French computer network adapter manufacturer

COM One group was a French electronics manufacturer best known for its computer network adapters. The company was co-founded in 1987 by Jacques Saubade and Michel Petit and was headquartered in Cestas, France.

The company's name came from the company's initial focus on modems as the serial COM port was named COM1. It was listed in the Paris stock exchange and Stuttgart stock exchanges from 1992 to 2005. The company was acquired by French company Baracoda SA in 2005.

==History==
The company was founded in 1987 and started building analog PSTN modems. In 1990 the company produces PCMCIA modems.

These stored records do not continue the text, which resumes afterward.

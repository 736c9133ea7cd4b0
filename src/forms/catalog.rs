use rust_decimal::Decimal;
use serde::Deserialize;
use thiserror::Error;
use validator::{Validate, ValidationErrors};

use crate::domain::catalog_item::{NewCatalogItem, normalize_name};
use crate::domain::list_entry::UpsertListEntry;

/// Maximum allowed length for a catalog item name.
const NAME_MAX_LEN: u64 = 128;

/// Maximum allowed length for a unit of measure.
const UNIT_MAX_LEN: u64 = 32;

/// Result type returned by the catalog form helpers.
pub type CatalogFormResult<T> = Result<T, CatalogFormError>;

/// Errors that can occur while processing catalog forms.
#[derive(Debug, Error)]
pub enum CatalogFormError {
    /// Validation failures from the `validator` crate.
    #[error("validation failed: {0}")]
    Validation(#[from] ValidationErrors),
    /// The provided name is empty after normalization.
    #[error("catalog item name cannot be empty")]
    EmptyName,
    /// A quantity field did not parse as a decimal number.
    #[error("invalid quantity `{value}` for `{field}`")]
    InvalidQuantity { field: &'static str, value: String },
    /// A quantity field is out of range.
    #[error("{field} must not be negative")]
    NegativeQuantity { field: &'static str },
    /// Batch mode requires a positive batch size.
    #[error("batch size must be a positive quantity when batch mode is enabled")]
    MissingBatchSize,
}

fn parse_quantity(field: &'static str, value: &str) -> CatalogFormResult<Decimal> {
    value
        .trim()
        .parse::<Decimal>()
        .map_err(|_| CatalogFormError::InvalidQuantity {
            field,
            value: value.to_string(),
        })
}

/// Form payload emitted when creating a catalog item.
#[derive(Debug, Deserialize, Validate)]
pub struct AddCatalogItemForm {
    /// Name entered by the user.
    #[validate(length(min = 1, max = NAME_MAX_LEN))]
    pub name: String,
    /// Optional unit of measure (e.g. `kg`, `case`).
    #[validate(length(max = UNIT_MAX_LEN))]
    pub unit: Option<String>,
}

impl AddCatalogItemForm {
    /// Validates and sanitizes the payload into a domain `NewCatalogItem`.
    pub fn into_new_catalog_item(self, hub_id: i32) -> CatalogFormResult<NewCatalogItem> {
        self.validate()?;

        if normalize_name(&self.name).is_empty() {
            return Err(CatalogFormError::EmptyName);
        }

        let mut new_item = NewCatalogItem::new(hub_id, self.name.trim());

        if let Some(unit) = self
            .unit
            .as_deref()
            .map(str::trim)
            .filter(|value| !value.is_empty())
        {
            new_item = new_item.with_unit(unit);
        }

        Ok(new_item)
    }
}

/// Form payload configuring an item's threshold on a list.
#[derive(Debug, Deserialize, Validate)]
pub struct UpsertEntryForm {
    /// Stock level below which a reorder is generated.
    #[validate(length(min = 1))]
    pub minimum_quantity: String,
    /// Whether the fixed-batch reorder policy is used.
    #[serde(default)]
    pub uses_batch_threshold: bool,
    /// Quantity per reorder unit; required when batch mode is enabled.
    pub batch_size: Option<String>,
}

impl UpsertEntryForm {
    /// Validates and parses the payload into an entry configuration.
    pub fn into_config(self) -> CatalogFormResult<UpsertListEntry> {
        self.validate()?;

        let minimum = parse_quantity("minimum_quantity", &self.minimum_quantity)?;
        if minimum < Decimal::ZERO {
            return Err(CatalogFormError::NegativeQuantity {
                field: "minimum_quantity",
            });
        }

        let mut config = UpsertListEntry::new(minimum);

        if self.uses_batch_threshold {
            let batch_size = self
                .batch_size
                .as_deref()
                .map(|value| parse_quantity("batch_size", value))
                .transpose()?
                .filter(|value| *value > Decimal::ZERO)
                .ok_or(CatalogFormError::MissingBatchSize)?;

            config = config.with_batch_size(batch_size);
        }

        Ok(config)
    }
}

#[cfg(test)]
mod tests {
    use super::*;

    #[test]
    fn add_form_trims_name_and_unit() {
        let form = AddCatalogItemForm {
            name: "  Olive   Oil ".to_string(),
            unit: Some(" litre ".to_string()),
        };

        let new_item = form.into_new_catalog_item(7).expect("expected success");
        assert_eq!(new_item.hub_id, 7);
        assert_eq!(new_item.name, "Olive   Oil");
        assert_eq!(new_item.normalized_name, "olive oil");
        assert_eq!(new_item.unit.as_deref(), Some("litre"));
    }

    #[test]
    fn add_form_rejects_blank_name() {
        let form = AddCatalogItemForm {
            name: " ".to_string(),
            unit: None,
        };

        assert!(form.into_new_catalog_item(7).is_err());
    }

    #[test]
    fn upsert_form_parses_decimal_quantities() {
        let form = UpsertEntryForm {
            minimum_quantity: "4.5".to_string(),
            uses_batch_threshold: false,
            batch_size: None,
        };

        let config = form.into_config().expect("expected success");
        assert_eq!(config.minimum_quantity, Decimal::new(45, 1));
        assert!(!config.uses_batch_threshold);
        assert!(config.batch_size.is_none());
    }

    #[test]
    fn upsert_form_requires_batch_size_in_batch_mode() {
        let form = UpsertEntryForm {
            minimum_quantity: "6".to_string(),
            uses_batch_threshold: true,
            batch_size: None,
        };
        assert!(matches!(
            form.into_config(),
            Err(CatalogFormError::MissingBatchSize)
        ));

        let form = UpsertEntryForm {
            minimum_quantity: "6".to_string(),
            uses_batch_threshold: true,
            batch_size: Some("0".to_string()),
        };
        assert!(matches!(
            form.into_config(),
            Err(CatalogFormError::MissingBatchSize)
        ));
    }

    #[test]
    fn upsert_form_rejects_negative_minimum() {
        let form = UpsertEntryForm {
            minimum_quantity: "-1".to_string(),
            uses_batch_threshold: false,
            batch_size: None,
        };
        assert!(matches!(
            form.into_config(),
            Err(CatalogFormError::NegativeQuantity { .. })
        ));
    }
}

By the mid 1990s the company was focusing on making multi function PC Card communication adapters such as PSTN+GSM (data over GSM), then 3in1 PSTN+GSM+ISDN, then 4in1 PSTN+GSM+ISDN+Ethernet adaptors.

In the 2000s the group moved into the development and manufacture of mobile computing devices such as high-speed data transmission devices for wired and wireless, PSTN, ISDN, Local area network (Ethernet), GSM, GPRS, ADSL devices. It also provided video security devices and Internet appliances hardware and non-PC internet terminals branded as atMax and @max. Most of the mobile products were sold as Original equipment manufacturer (OEM) provider for other companies such as Toshiba France and Spain, Sony ITE Europe, IBM, Apple Europe, RFI Germany, and Anycom.

In 2001 some employees of the industrial modules department left to create Telecom Design. In 2003, the Video security division was sold to the company Atral.

In 2005 the COM One group closed and was delisted from the stock exchange. The brand was bought by Baracoda company to focus it on Bluetooth end user products. Under Baracoda's ownership Com One launched hardware to listen internet radios over Wi-Fi in 2007.

By 2008 the company's web sites (www.com1.fr and com-one.biz) were closed and the brand was discontinued.

== Products and brands ==
- Bluetooth adapters (USB, PCMCIA).
- Bluetooth gateways (PSTN modems, ISDN).
- Internet appliance hardware (non-PC internet terminals). Brands : @max, Neomax.
- ISDN adapters (Serial, USB, PCMCIA).
- Local area network interface cards (PCMCIA).
- Modem PSTN (Serial, USB, PCMCIA).
- Video security: Viewcom products range, remote video surveillance products with digital video recorder. Used for example by the web site Viewsurf.com in the 2000s.
- Wireless access points, adapters, and connectivity products
- internet radio hardware (over Wi-Fi) : the COM One Phoenix and the Orange Liveradio.